The second irritation is that Go has no convenient way to read environment variables from a .env file. This also feels absurd. For a language that is commonly used to build web services, a language whose designers had the foresight to build a net/http package for, it is insane that you have to go to github to install a package to do this simple task (or, somehow worse, you manually open and read the file yourself: yuck!)

Implementing the algorithm

The code underlying the actual computation is concise and readable in both languages, but Rust’s is clearly the more elegant.

func processTestData(tests []Test, budget int) []Test {
	sort.Slice(tests, func(i, j int) bool { return tests[i].Value < tests[j].Value })
	var results []Test
	for i := 0; i < len(tests) && tests[i].Value < budget; i++ {
		results = append(results, tests[i])
	}
	return results
}
async fn process_test_data(test_request: &mut TestRequest) -> Vec<Test> {
    test_request.tests.sort_unstable_by_key(|test| test.value);
    test_request
        .tests
        .iter()
        .take_while(|test| test.value < test_request.budget)
        .cloned()
        .collect()
}

As a devout parishioner of the Church of Functional Programming, I love that Rust incorporates functional-style tools. I also appreciate that, unlike most functional programming languages, Rust acknowledges that it was stupid for mathematicians to make functions contravariant, and instead uses the “dot” syntax for function composition.
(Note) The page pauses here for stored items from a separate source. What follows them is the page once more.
//! HTTP handlers for the relay.
//!
//! The surface is three routes: `GET /messages` (poll), `POST /newmessage`
//! (append), and `GET /` (static page). Handlers are thin translations
//! from HTTP to allocator/store calls; any failure maps to a 500 with a
//! plain-text body.

pub mod messages;

use axum::routing::{get, post};
use axum::Router;
use std::path::Path;
use tower_http::services::ServeFile;
use tower_http::trace::TraceLayer;

use crate::server::AppState;

/// Build the relay router.
///
/// `index_path` is the static page served at `/`.
pub fn router<P: AsRef<Path>>(state: AppState, index_path: P) -> Router {
    Router::new()
        .route_service("/", ServeFile::new(index_path.as_ref()))
        .route("/messages", get(messages::fetch_messages))
        .route("/newmessage", post(messages::post_message))
        .layer(TraceLayer::new_for_http())
        .with_state(state)
}
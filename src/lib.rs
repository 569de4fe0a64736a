//! Relay: a minimal HTTP chat relay with SQLite persistence.
//!
//! Clients post messages with `POST /newmessage` and poll for new ones with
//! `GET /messages?since=<id>`. Message identifiers are issued by an in-process
//! allocator seeded from the store at startup, so ids are strictly increasing
//! in creation order across concurrent writers.
//!
//! # Modules
//!
//! - [`allocator`]: Monotonic message id allocation
//! - [`config`]: CLI and environment configuration
//! - [`observability`]: Tracing setup
//! - [`server`]: HTTP server setup and shared state
//! - [`service`]: Request handlers and router
//! - [`storage`]: SQLite persistence layer

// Lint configuration
#![warn(clippy::all)]
#![allow(
    clippy::module_name_repetitions,    // storage::store::StoreError is fine
    clippy::must_use_candidate,         // Not all functions need #[must_use]
    clippy::missing_errors_doc,         // Error docs can be verbose
    clippy::needless_raw_string_hashes  // r#""# is fine for SQL
)]

pub mod allocator;
pub mod config;
pub mod observability;
pub mod server;
pub mod service;
pub mod storage;
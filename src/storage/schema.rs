//! Schema definition and pragmas for the message store.
//!
//! The schema is a single `messages` table, created if absent at startup.
//! `id INTEGER PRIMARY KEY` is a rowid alias: uniqueness is enforced
//! without an extra index, and a duplicate id fails the insert instead of
//! silently shadowing an existing message.

use rusqlite::Connection;
use std::time::Duration;

/// DDL for the messages table.
const CREATE_MESSAGES: &str = r#"
    CREATE TABLE IF NOT EXISTS messages (
        id        INTEGER PRIMARY KEY,
        from_name TEXT NOT NULL,
        body      TEXT NOT NULL
    )
"#;

/// Apply connection pragmas.
///
/// WAL mode allows concurrent readers alongside a writer; the busy
/// timeout covers brief writer contention between pooled connections.
pub fn apply_pragmas(conn: &Connection) -> rusqlite::Result<()> {
    // journal_mode reports the resulting mode as a row, so it cannot go
    // through pragma_update.
    conn.pragma_update_and_check(None, "journal_mode", "WAL", |_| Ok(()))?;
    conn.pragma_update(None, "synchronous", "NORMAL")?;
    conn.busy_timeout(Duration::from_millis(5000))?;
    Ok(())
}

/// Create the messages table if it does not exist.
pub fn initialize_schema(conn: &Connection) -> rusqlite::Result<()> {
    conn.execute_batch(CREATE_MESSAGES)
}

/// Highest message id currently stored, or `None` for an empty table.
pub fn max_message_id(conn: &Connection) -> rusqlite::Result<Option<i64>> {
    conn.query_row("SELECT MAX(id) FROM messages", [], |row| row.get(0))
}
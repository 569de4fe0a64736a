//! Poll and append handlers.

use axum::body::Bytes;
use axum::extract::{Query, State};
use axum::http::StatusCode;
use axum::response::{IntoResponse, Response};
use axum::Json;
use serde::Deserialize;
use tokio::task;

use crate::server::AppState;
use crate::storage::Message;

/// Query parameters for `GET /messages`.
#[derive(Debug, Deserialize)]
pub struct MessagesQuery {
    pub since: Option<String>,
}

/// Handle `GET /messages?since=<id>`.
///
/// Returns up to one page of messages with id strictly greater than
/// `since`, ascending. A missing or unparseable `since` reads from the
/// beginning.
pub async fn fetch_messages(
    State(state): State<AppState>,
    Query(query): Query<MessagesQuery>,
) -> Response {
    let since = query
        .since
        .as_deref()
        .and_then(|s| s.parse::<i64>().ok())
        .unwrap_or(0);

    let store = state.store.clone();
    let page_size = state.page_size;

    match task::spawn_blocking(move || store.fetch_since(since, page_size)).await {
        Ok(Ok(messages)) => Json(messages).into_response(),
        Ok(Err(e)) => {
            tracing::error!(error = %e, since, "Fetch failed");
            (StatusCode::INTERNAL_SERVER_ERROR, e.to_string()).into_response()
        }
        Err(e) => {
            tracing::error!(error = %e, "Fetch task failed");
            (StatusCode::INTERNAL_SERVER_ERROR, e.to_string()).into_response()
        }
    }
}

/// Handle `POST /newmessage`.
///
/// The body is `{from_name, body}`; any client-supplied id is overwritten
/// by the allocator before the append. On success the response is an
/// empty 200. If the append fails after allocation, the id becomes a
/// permanent gap in the sequence.
pub async fn post_message(State(state): State<AppState>, body: Bytes) -> Response {
    let mut message: Message = match serde_json::from_slice(&body) {
        Ok(m) => m,
        Err(e) => {
            return (StatusCode::INTERNAL_SERVER_ERROR, e.to_string()).into_response();
        }
    };

    message.id = state.allocator.allocate();

    let store = state.store.clone();
    match task::spawn_blocking(move || {
        let result = store.append(&message);
        (message, result)
    })
    .await
    {
        Ok((message, Ok(()))) => {
            tracing::debug!(id = message.id, from_name = %message.from_name, "Message appended");
            StatusCode::OK.into_response()
        }
        Ok((message, Err(e))) => {
            tracing::error!(error = %e, id = message.id, "Append failed");
            (StatusCode::INTERNAL_SERVER_ERROR, e.to_string()).into_response()
        }
        Err(e) => {
            tracing::error!(error = %e, "Append task failed");
            (StatusCode::INTERNAL_SERVER_ERROR, e.to_string()).into_response()
        }
    }
}
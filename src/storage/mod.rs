//! SQLite storage layer for the relay.
//!
//! Provides:
//! - Schema initialization (create-if-absent)
//! - A pooled store with transactional append and cursor reads

pub mod schema;
pub mod store;

pub use store::{Message, MessageStore, StoreError};
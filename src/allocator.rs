//! Monotonic message id allocation.
//!
//! Ids are issued from a single in-process counter seeded at startup with
//! the highest id already in the store. Allocation and commit are not
//! atomic with each other: an id handed out for an append that later fails
//! is never reused, leaving a permanent gap in the sequence. Gaps are
//! accepted; ordering and uniqueness are what matter.

use std::sync::{Mutex, PoisonError};

/// Issues strictly increasing message ids.
///
/// The counter is owned by this struct and only ever touched through
/// [`allocate`](IdAllocator::allocate); handlers share it behind an `Arc`.
#[derive(Debug)]
pub struct IdAllocator {
    next: Mutex<i64>,
}

impl IdAllocator {
    /// Create an allocator whose first [`allocate`](IdAllocator::allocate)
    /// call returns `seed + 1`.
    ///
    /// The seed comes from the store's maximum existing id, so restarts
    /// continue the sequence instead of reusing ids.
    #[must_use]
    pub fn new(seed: i64) -> Self {
        Self {
            next: Mutex::new(seed),
        }
    }

    /// Atomically increment the counter and return the new value.
    ///
    /// Safe to call from any number of threads; no two callers observe the
    /// same value. The critical section is just the increment, so the lock
    /// cannot be poisoned by a panic inside it; a poisoned lock is
    /// recovered rather than propagated.
    pub fn allocate(&self) -> i64 {
        let mut next = self.next.lock().unwrap_or_else(PoisonError::into_inner);
        *next += 1;
        *next
    }
}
Nevertheless, the algorithm is simple and readable in Go, so we shouldn ‘t criticize too harshly.

A final point is that it’s very obvious in Rust when something is a reference and when it is not. My original implementation of the Rust algorithm passed a TestRequest instead of a mutable reference to a test request, because I thought that was what the Go code was doing. Not so! While any Go fanatic will tell you that Go is 100% pass-by-value, they will also smugly tell you that technically, a slice has a pointer to an array, not an array itself. Therefore if you pass a slice by value, it is like passing an array by reference. These murky standards are exactly the reason Rust is designed the way it is… and also exactly the reason that true programming languages, like Haskell, have all data types immutable.

Building the webserver

Despite my complaints about having to use a third-party package to build the server, the Rust code is remarkably short. The Go server code is 94 lines (78 SLOC on github) and the Rust server code is 65 lines (56 SLOC). How do we account for this difference? Well, there is one feature in the Go server that I didn’t bother figuring out how to do in Rust: a 5 second timeout. That accounts for 5 of the lines. The rest, I think, is divided between two things

First, error handling in Rust is extremely simple. Here’s the main function from the Rust server:

#[actix_web::main]
async fn main() -> std::io::Result<()> {
    dotenv().ok(); // error handling here!
    let address = format!("0.0.0.0:{}", PORT);
    HttpServer::new(|| {
        App::new().service(web::resource("/runtest").route(web::post().to(run_test_handler)))
    })
    .bind(&address)? // error handling here!
    .run()
    .await
}

Using algebraic types allows Rust to make error handling simple and elegent. 10 points to Rust. Second, actix automatically handles a lot of the boilerplate around creation and use of the API endpoint. In particular, the JSON parsing is built into the types. Here’s the type annotation for the run_test_handler_function:

async fn run_test_handler(mut test_request: web::Json<TestRequest>) -> impl Responder {
    //...
}

Here’s the analogous Go code:

func (th *testHandler) ServeHTTP(w http.ResponseWriter, r *http.Request) {
    //...
    if err := json.NewDecoder(r.Body).Decode(&testRequest); err != nil {
		http.Error(w, http.StatusText(http.StatusBadRequest), http.StatusBadRequest)
		return
	}
    //...
}

Four lines to handle a JSON parsing error!

Conclusion

Haskell is the superior choice by all metrics. Obviously it was absent in this test, but that is of no concern. I’m stunned by how well Go performed. Both Go and Rust were pleasant to code in. I don’t really know why people say the dev experience in Go is superior.